A operação anunciada envolve a venda de 73,01% do capital social da Desktop pela Claro NXT Telecomunicações, estruturada com base em um enterprise value de R$ 4 bilhões e sujeita à aprovação do Cade e da Anatel.
O negócio prevê a alienação de 84.684.273 ações ordinárias da Desktop, correspondentes a aproximadamente 73,01% do capital social, a um preço-base total de R$ 2,414 bilhões, ou R$ 20,82 por ação. Esse valor pode sofrer ajustes no fechamento da operação.

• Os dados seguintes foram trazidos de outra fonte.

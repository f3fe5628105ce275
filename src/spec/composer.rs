//! Spec Composer Module
//!
//! Layers a component's spec entries over the general entries for a context.

use tracing::trace;

use crate::config::DEFAULT_COMPONENT;
use crate::spec::{Spec, SpecStore};

// == Spec Composer ==
/// Builds the effective spec for a test context.
///
/// The override is shallow: a key present in both tiers takes the
/// component's value whole, nested objects included.
#[derive(Debug, Clone)]
pub struct SpecComposer<S> {
    store: S,
    component: String,
}

impl<S: SpecStore> SpecComposer<S> {
    /// Creates a composer that applies `gst-msdk` overrides.
    pub fn new(store: S) -> Self {
        Self::with_component(store, DEFAULT_COMPONENT)
    }

    /// Creates a composer that applies overrides for `component`.
    pub fn with_component(store: S, component: impl Into<String>) -> Self {
        Self {
            store,
            component: component.into(),
        }
    }

    /// The component whose entries take precedence.
    pub fn component(&self) -> &str {
        &self.component
    }

    /// The backing store.
    pub fn store(&self) -> &S {
        &self.store
    }

    // == Compose ==
    /// Returns the general spec for `context` with the component's entries
    /// written over it.
    ///
    /// The result is owned and shares nothing with the store, so callers may
    /// mutate it freely. What an unknown context yields is up to the store.
    pub fn compose(&self, context: &[&str]) -> Spec {
        let mut spec = self.store.get_spec(context).into_owned();

        let mut component_context = Vec::with_capacity(context.len() + 1);
        component_context.push(self.component.as_str());
        component_context.extend_from_slice(context);

        let overrides = self.store.get_spec(&component_context);
        for (key, value) in overrides.iter() {
            spec.insert(key.clone(), value.clone());
        }

        trace!(
            ?context,
            component = %self.component,
            overridden = overrides.len(),
            "composed spec"
        );
        spec
    }
}

/// Composes the `gst-msdk` spec for `context` from `store`.
pub fn load_test_spec<S: SpecStore + ?Sized>(store: &S, context: &[&str]) -> Spec {
    SpecComposer::new(store).compose(context)
}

Entre os vendedores estão o Makalu Brasil Partners I J e os acionistas Denio Alves Lindo, Mucio Camargo de Assis Filho, Marcos Camargo de Assis e José Carlos Franco Júnior.
O contrato foi estruturado com base em um enterprise value de R$ 4 bilhões para a Desktop, descontando o endividamento líquido da companhia na data de fechamento. Considerando a dívida líquida apurada em 30 de setembro de 2025, de R$ 1,585 bilhão, o preço-base fica em R$ 2,414 bilhões, o que equivale a R$ 20,82 por ação, sujeito a ajuste no fechamento.
A conclusão da transação está condicionada a aprovações regulatórias usuais, incluindo o Cade e a Anatel. Também será necessária assembleia geral extraordinária para aprovar alteração no estatuto social da Desktop, com exclusão de dispositivos específicos do capítulo de regras societárias; a eficácia da mudança dependerá do aval regulatório.
Após o fechamento, a Claro deverá protocolar na CVM o pedido de registro de oferta pública de aquisição de ações por alienação de controle. Os acionistas minoritários deverão receber preço por ação, em reais, igual ou superior ao pago aos vendedores. O contrato prevê ainda a criação de uma conta escrow com cerca de R$ 175 milhões, liberando o montante proporcional ao longo de cinco anos, desde que não haja perdas ou demandas de terceiros relacionadas às obrigações cobertas pela garantia.